Hamilton: “McLaren e Ferrari mascherano i progressi Mercedes”

Mag 20, 2024

Luca Manacorda

Anche a Imola la Mercedes conferma di essere ormai la quarta forza del campionato: Lewis Hamilton e George Russell hanno chiuso il GP Emilia Romagna in sesta e settima posizione, senza particolari minacce alle loro spalle ma anche con distacchi troppo pesanti per pensare di poter impensierire i piloti davanti a loro.

La strategia a due soste costa una posizione a Russell, che si consola con il giro veloce

La situazione in pista ha permesso alla Mercedes di optare per un’insolita strategia su due soste per George Russell. Il britannico è stato l’unico tra i piloti partiti con gomme Medie a effettuare il secondo pit stop: il cambio gomme è avvenuto al 52esimo giro, dopo che il primo era stato effettuato al 21esimo passaggio, in anticipo rispetto alle previsioni tanto da condizionare anche la gara dei piloti che lo precedevano, come ha ammesso Carlos Sainz. Russell ha così perso la posizione su Hamilton, ma si è potuto consolare ottenendo il giro più veloce in gara: “Ero davanti in qualifica e per tutta la gara, avevo 5 secondi di vantaggio e non avevo alcuna minaccia da dietro – ha dichiarato – C’era preoccupazione per le gomme, alla fine come team abbiamo ottenuto un punto in più, io ho perso una posizione ma non piangerò per quello“.

Russell (Mercedes)

La Mercedes ha dunque chiesto un piccolo sacrificio al suo pilota, che ha perso una posizione ma regalato un punto in più al team. Sulla scelta del pit aggiuntivo a Russell, il boss Toto Wolff ha spiegato: “Non è stato difficile. I tempi sul giro stavano peggiorando e la squadra pensava ci fosse il rischio di perdere la posizione su Perez fermandoci ancora dopo. L’unico obiettivo che ci era rimasto era battere una Red Bull, il che è stato comunque positivo. Fermarci dopo ci avrebbe fatto perdere la posizione su Perez. L’usura gomma ci diceva che potevamo arrivare intorno al giro 57 ma abbiamo visto che la gomma si stava sciogliendo, abbiamo chiamato dentro George per non prenderci rischi.

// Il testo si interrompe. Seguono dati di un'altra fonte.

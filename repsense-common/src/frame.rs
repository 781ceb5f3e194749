//! Telemetry frame decoding and boundary validation
//!
//! The signal-processing engine emits one JSON object per line, e.g.:
//!
//! ```text
//! {"t_ms":1500,"amag":1.23,"gyro_reps":4,"accel_reps":3}
//! ```
//!
//! `t_ms` and `amag` are required; everything else is an open set of named
//! rep counters. Validation happens here, at the boundary, so downstream
//! consumers never re-check field shapes.

use std::collections::BTreeMap;

use serde::{Deserialize, Serialize};
use serde_json::Value;

use crate::{Error, Result};

/// One decoded telemetry record from the signal-processing engine.
///
/// Counters are kept in an ordered map so re-broadcast JSON is stable
/// across frames.
#[derive(Debug, Clone, PartialEq, Serialize)]
pub struct TelemetryFrame {
    /// Sensor timestamp in milliseconds (engine clock domain)
    pub t_ms: i64,

    /// Acceleration magnitude in g
    pub amag: f64,

    /// Named rep counters (e.g. `gyro_reps`, `accel_reps`)
    #[serde(flatten)]
    pub counters: BTreeMap<String, i64>,
}

/// Raw line shape before validation. Extra fields land in `extra` and are
/// sifted for integer counters.
#[derive(Debug, Deserialize)]
struct RawFrame {
    t_ms: Option<i64>,
    amag: Option<f64>,
    #[serde(flatten)]
    extra: BTreeMap<String, Value>,
}

impl TelemetryFrame {
    /// Construct a frame with no counters.
    pub fn new(t_ms: i64, amag: f64) -> Self {
        Self {
            t_ms,
            amag,
            counters: BTreeMap::new(),
        }
    }

    /// Builder-style counter attachment.
    pub fn with_counter(mut self, name: impl Into<String>, value: i64) -> Self {
        self.counters.insert(name.into(), value);
        self
    }

    /// Decode and validate one line from the engine's output stream.
    ///
    /// Returns `Err` for anything malformed: non-JSON, a non-object, a
    /// missing required field, or a negative counter value. Callers drop
    /// malformed lines with a diagnostic and keep reading.
    pub fn parse_line(line: &str) -> Result<Self> {
        let raw: RawFrame = serde_json::from_str(line)
            .map_err(|e| Error::InvalidInput(format!("unparseable telemetry line: {e}")))?;

        let t_ms = raw
            .t_ms
            .ok_or_else(|| Error::InvalidInput("telemetry line missing t_ms".into()))?;
        let amag = raw
            .amag
            .ok_or_else(|| Error::InvalidInput("telemetry line missing amag".into()))?;

        let mut counters = BTreeMap::new();
        for (name, value) in raw.extra {
            // Counters are integers; other extra fields are not ours to
            // interpret and are dropped.
            if let Some(n) = value.as_i64() {
                if n < 0 {
                    return Err(Error::InvalidInput(format!(
                        "negative counter {name}={n} in telemetry line"
                    )));
                }
                counters.insert(name, n);
            }
        }

        Ok(Self {
            t_ms,
            amag,
            counters,
        })
    }

    /// Value of a named counter, if the frame carries it.
    pub fn counter(&self, name: &str) -> Option<i64> {
        self.counters.get(name).copied()
    }
}
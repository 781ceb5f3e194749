//! # Repsense Rep Tracker (repsense-rt)
//!
//! Reconciles the signal-processing engine's raw rep counter into
//! per-set, tempo-annotated rep events, scoped to the active exercise set.
//!
//! **Purpose:** ingest line-delimited telemetry frames, drive the
//! session/set lifecycle, broadcast frames and rep events to SSE
//! observers, and persist sessions/sets/reps asynchronously.

pub mod api;
pub mod config;
pub mod error;
pub mod ingest;
pub mod persist;
pub mod publish;
pub mod tracker;

pub use error::{Error, Result};
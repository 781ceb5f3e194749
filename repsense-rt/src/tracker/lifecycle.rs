//! Session/set lifecycle state machine
//!
//! Two states, reusable for the process lifetime: no active set, or one
//! active set. The context owns everything a frame reconciles against
//! (counter baseline, tempo accumulator, current set id), so serializing
//! access to it serializes the whole core.

use std::time::Instant;

use super::tempo::TempoAccumulator;

/// Summary produced when a set closes.
#[derive(Debug, Clone, PartialEq, Eq)]
pub struct ClosedSet {
    pub set_id: i64,
    pub actual_reps: i64,
    /// `None` when the set recorded no reps
    pub avg_tempo_ms: Option<u64>,
}

/// Bookkeeping owned by the currently active set.
#[derive(Debug)]
pub(crate) struct ActiveSet {
    pub(crate) set_id: i64,
    /// Global counter value at set start. `None` until a frame has been
    /// observed; captured lazily from the first one in that case.
    pub(crate) baseline: Option<i64>,
    /// Reps reconciled so far; equals the highest within-set index.
    pub(crate) reps_recorded: i64,
    pub(crate) tempo: TempoAccumulator,
}

/// Lifecycle context for set control and frame reconciliation.
#[derive(Debug)]
pub struct SetLifecycle {
    pub(crate) counter_field: String,
    /// Last observed global counter value. Advances whether or not a set
    /// is active, so a baseline captured later reflects true hardware
    /// state.
    pub(crate) last_counter: Option<i64>,
    pub(crate) active: Option<ActiveSet>,
    pub(crate) engine_running: bool,
}

impl SetLifecycle {
    pub fn new(counter_field: impl Into<String>) -> Self {
        Self {
            counter_field: counter_field.into(),
            last_counter: None,
            active: None,
            engine_running: true,
        }
    }

    /// Name of the frame counter used for rep counting
    pub fn counter_field(&self) -> &str {
        &self.counter_field
    }

    /// Last observed global counter value, if any frame has been seen
    pub fn last_counter(&self) -> Option<i64> {
        self.last_counter
    }

    /// Id of the active set, if one is active
    pub fn active_set_id(&self) -> Option<i64> {
        self.active.as_ref().map(|set| set.set_id)
    }

    /// Reps reconciled into the active set so far
    pub fn reps_recorded(&self) -> Option<i64> {
        self.active.as_ref().map(|set| set.reps_recorded)
    }

    pub fn engine_running(&self) -> bool {
        self.engine_running
    }

    pub fn set_engine_running(&mut self, running: bool) {
        self.engine_running = running;
    }

    /// Activate `set_id`: capture the counter baseline from the last
    /// observed value and anchor the tempo clock at `now`.
    ///
    /// A set that is still active gets closed first and its summary
    /// returned, so no bookkeeping is silently abandoned.
    pub fn begin_set(&mut self, set_id: i64, now: Instant) -> Option<ClosedSet> {
        let prior = self.end_set(None);
        self.active = Some(ActiveSet {
            set_id,
            baseline: self.last_counter,
            reps_recorded: 0,
            tempo: TempoAccumulator::new(now),
        });
        prior
    }

    /// Close the active set and return its summary, or `None` when no set
    /// is active (callers treat that as a warning-level no-op).
    ///
    /// `reps_observed` is the display client's count; it wins over the
    /// engine-recorded count when provided.
    pub fn end_set(&mut self, reps_observed: Option<i64>) -> Option<ClosedSet> {
        let set = self.active.take()?;
        Some(ClosedSet {
            set_id: set.set_id,
            actual_reps: reps_observed.unwrap_or(set.reps_recorded),
            avg_tempo_ms: set.tempo.average_ms(),
        })
    }
}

Hamilton bravo nella gestione delle gomme Medie

All’opposto di Russell, Lewis Hamilton è stato tra gli ultimi a fermarsi per passare su gomma Hard e questo gli ha permesso nel finale di non dover ricorrere a una seconda sosta. Il britannico, protagonista di un’escursione sulla ghiaia alle Acque Minerali poco prima del pit stop, ha sottolineato l’importanza della sua prima parte di gara: “La mia gara è stata generalmente buona. Ho fatto un errore che mi è costato circa cinque secondi, ma il mio ritmo era buono in generale, quindi sono contento di come è andata. Ho fatto una buona partenza ed è stato importante superare subito Tsunoda. Da lì, ho potuto estendere il mio primo stint e questo mi ha aiutato a far funzionare la strategia a una sosta“.

Hamilton (Mercedes)

I progressi mostrati da McLaren e Ferrari, ora molto più vicine alla Red Bull, fanno sì che la Mercedes si trovi al momento in quella che gli stessi piloti hanno definito “una terra di nessuno”. Secondo Hamilton le novità portate sulla W15 hanno dato dei buoni riscontri, ma poco visibili proprio per via dei progressi dei diretti avversari: “Abbiamo fatto un piccolo passo avanti questo fine settimana e siamo migliorati. Sfortunatamente, ciò è leggermente mascherato dal passo avanti compiuto da altri come McLaren e Ferrari. Continueremo a spingere per portare più aggiornamenti che possano aumentare le prestazioni“.